DIRECTIONS - Below is a listing; copy all of it exactly.

DATA EXTRACT Start Marker

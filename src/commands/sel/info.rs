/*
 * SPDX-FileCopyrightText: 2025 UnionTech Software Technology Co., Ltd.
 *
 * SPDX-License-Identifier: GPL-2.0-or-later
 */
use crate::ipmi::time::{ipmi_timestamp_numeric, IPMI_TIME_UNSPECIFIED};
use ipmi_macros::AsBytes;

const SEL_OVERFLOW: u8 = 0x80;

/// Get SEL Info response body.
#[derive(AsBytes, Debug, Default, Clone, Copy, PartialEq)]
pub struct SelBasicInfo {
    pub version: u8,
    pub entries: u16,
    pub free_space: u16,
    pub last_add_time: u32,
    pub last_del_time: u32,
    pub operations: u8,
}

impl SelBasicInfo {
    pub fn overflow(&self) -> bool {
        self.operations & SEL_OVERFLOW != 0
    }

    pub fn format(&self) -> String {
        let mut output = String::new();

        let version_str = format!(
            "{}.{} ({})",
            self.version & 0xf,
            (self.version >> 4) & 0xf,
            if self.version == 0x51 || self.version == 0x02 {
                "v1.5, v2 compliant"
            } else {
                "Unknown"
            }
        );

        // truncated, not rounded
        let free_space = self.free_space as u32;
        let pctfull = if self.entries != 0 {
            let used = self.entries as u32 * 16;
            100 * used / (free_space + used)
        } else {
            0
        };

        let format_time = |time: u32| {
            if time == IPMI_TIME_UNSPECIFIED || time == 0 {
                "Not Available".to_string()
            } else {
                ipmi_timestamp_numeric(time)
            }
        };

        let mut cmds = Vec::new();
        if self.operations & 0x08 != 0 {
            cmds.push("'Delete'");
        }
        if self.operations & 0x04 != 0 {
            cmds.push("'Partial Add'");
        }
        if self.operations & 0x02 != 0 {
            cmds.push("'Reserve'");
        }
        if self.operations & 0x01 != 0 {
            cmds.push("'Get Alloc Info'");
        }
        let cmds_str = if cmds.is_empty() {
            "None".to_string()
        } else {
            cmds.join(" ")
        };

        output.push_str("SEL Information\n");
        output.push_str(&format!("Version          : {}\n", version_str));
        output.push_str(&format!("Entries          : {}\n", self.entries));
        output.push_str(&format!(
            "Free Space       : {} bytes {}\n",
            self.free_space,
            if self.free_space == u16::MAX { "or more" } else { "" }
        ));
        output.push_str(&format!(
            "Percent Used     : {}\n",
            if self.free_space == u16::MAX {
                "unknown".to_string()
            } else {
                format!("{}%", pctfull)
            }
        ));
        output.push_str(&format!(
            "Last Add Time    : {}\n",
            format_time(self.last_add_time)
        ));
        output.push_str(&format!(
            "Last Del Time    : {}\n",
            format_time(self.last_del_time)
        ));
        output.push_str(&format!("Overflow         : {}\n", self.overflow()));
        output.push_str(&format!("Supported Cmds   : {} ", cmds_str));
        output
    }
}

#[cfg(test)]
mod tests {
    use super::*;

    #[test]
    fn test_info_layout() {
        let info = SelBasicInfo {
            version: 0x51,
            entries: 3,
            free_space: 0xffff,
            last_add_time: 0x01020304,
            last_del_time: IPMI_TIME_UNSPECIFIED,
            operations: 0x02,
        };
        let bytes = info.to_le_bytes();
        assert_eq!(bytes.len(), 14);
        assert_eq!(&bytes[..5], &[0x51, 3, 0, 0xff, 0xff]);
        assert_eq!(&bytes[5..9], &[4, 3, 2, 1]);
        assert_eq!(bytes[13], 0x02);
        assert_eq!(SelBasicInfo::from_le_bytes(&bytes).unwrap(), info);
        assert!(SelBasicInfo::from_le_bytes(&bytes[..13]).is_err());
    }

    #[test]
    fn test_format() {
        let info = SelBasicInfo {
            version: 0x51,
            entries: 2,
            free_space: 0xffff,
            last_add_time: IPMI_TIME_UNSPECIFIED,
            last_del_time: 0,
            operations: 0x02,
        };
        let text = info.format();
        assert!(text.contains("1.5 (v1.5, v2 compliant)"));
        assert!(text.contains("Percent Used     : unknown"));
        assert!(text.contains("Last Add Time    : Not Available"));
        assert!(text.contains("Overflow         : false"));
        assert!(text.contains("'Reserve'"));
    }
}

DATA EXTRACT End Marker

ANSWER BELOW -
filename src/commands/sel/info.rs
/*
 * SPDX-FileCopyrightText: 2025 UnionTech Software Technology Co., Ltd.
 *
 * SPDX-License-Identifier: GPL-2.0-or-later
 */
use crate::ipmi::time::{ipmi_timestamp_numeric, IPMI_TIME_UNSPECIFIED};
use ipmi_macros::AsBytes;

const SEL_OVERFLOW: u8 = 0x80;

/// Get SEL Info response body.
#[derive(AsBytes, Debug, Default, Clone, Copy, PartialEq)]
pub struct SelBasicInfo {
    pub version: u8,
    pub entries: u16,
    pub free_space: u16,
    pub last_add_time: u32,
    pub last_del_time: u32,
    pub operations: u8,
}

impl SelBasicInfo {
    pub fn overflow(&self) -> bool {
        self.operations & SEL_OVERFLOW != 0
    }

    pub fn format(&self) -> String {
        let mut output = String::new();

        let version_str = format!(
            "{}.{} ({})",
            self.version & 0xf,
            (self.version >> 4) & 0xf,
            if self.version == 0x51 || self.version == 0x02 {
                "v1.5, v2 compliant"
            } else {
                "Unknown"
            }
        );

        // truncated, not rounded
        let free_space = self.free_space as u32;
        let pctfull = if self.entries != 0 {
            let used = self.entries as u32 * 16;
            100 * used / (free_space + used)
        } else {
            0
        };

        let format_time = |time: u32| {
            if time == IPMI_TIME_UNSPECIFIED || time == 0 {
                "Not Available".to_string()
            } else {
                ipmi_timestamp_numeric(time)
            }
        };

        let mut cmds = Vec::new();
        if self.operations & 0x08 != 0 {
            cmds.push("'Delete'");
        }
        if self.operations & 0x04 != 0 {
            cmds.push("'Partial Add'");
        }
        if self.operations & 0x02 != 0 {
            cmds.push("'Reserve'");
        }
        if self.operations & 0x01 != 0 {
            cmds.push("'Get Alloc Info'");
        }
        let cmds_str = if cmds.is_empty() {
            "None".to_string()
        } else {
            cmds.join(" ")
        };

        output.push_str("SEL Information\n");
        output.push_str(&format!("Version          : {}\n", version_str));
        output.push_str(&format!("Entries          : {}\n", self.entries));
        output.push_str(&format!(
            "Free Space       : {} bytes {}\n",
            self.free_space,
            if self.free_space == u16::MAX { "or more" } else { "" }
        ));
        output.push_str(&format!(
            "Percent Used     : {}\n",
            if self.free_space == u16::MAX {
                "unknown".to_string()
            } else {
                format!("{}%", pctfull)
            }
        ));
        output.push_str(&format!(
            "Last Add Time    : {}\n",
            format_time(self.last_add_time)
        ));
        output.push_str(&format!(
            "Last Del Time    : {}\n",
            format_time(self.last_del_time)
        ));
        output.push_str(&format!("Overflow         : {}\n", self.overflow()));
        output.push_str(&format!("Supported Cmds   : {} ", cmds_str));
        output
    }
}

#[cfg(test)]
mod tests {
    use super::*;

    #[test]
    fn test_info_layout() {
        let info = SelBasicInfo {
            version: 0x51,
            entries: 3,
            free_space: 0xffff,
            last_add_time: 0x01020304,
            last_del_time: IPMI_TIME_UNSPECIFIED,
            operations: 0x02,
        };
        let bytes = info.to_le_bytes();
        assert_eq!(bytes.len(), 14);
        assert_eq!(&bytes[..5], &[0x51, 3, 0, 0xff, 0xff]);
        assert_eq!(&bytes[5..9], &[4, 3, 2, 1]);
        assert_eq!(bytes[13], 0x02);
        assert_eq!(SelBasicInfo::from_le_bytes(&bytes).unwrap(), info);
        assert!(SelBasicInfo::from_le_bytes(&bytes[..13]).is_err());
    }

    #[test]
    fn test_format() {
        let info = SelBasicInfo {
            version: 0x51,
            entries: 2,
            free_space: 0xffff,
            last_add_time: IPMI_TIME_UNSPECIFIED,
            last_del_time: 0,
            operations: 0x02,
        };
        let text = info.format();
        assert!(text.contains("1.5 (v1.5, v2 compliant)"));
        assert!(text.contains("Percent Used     : unknown"));
        assert!(text.contains("Last Add Time    : Not Available"));
        assert!(text.contains("Overflow         : false"));
        assert!(text.contains("'Reserve'"));
    }
}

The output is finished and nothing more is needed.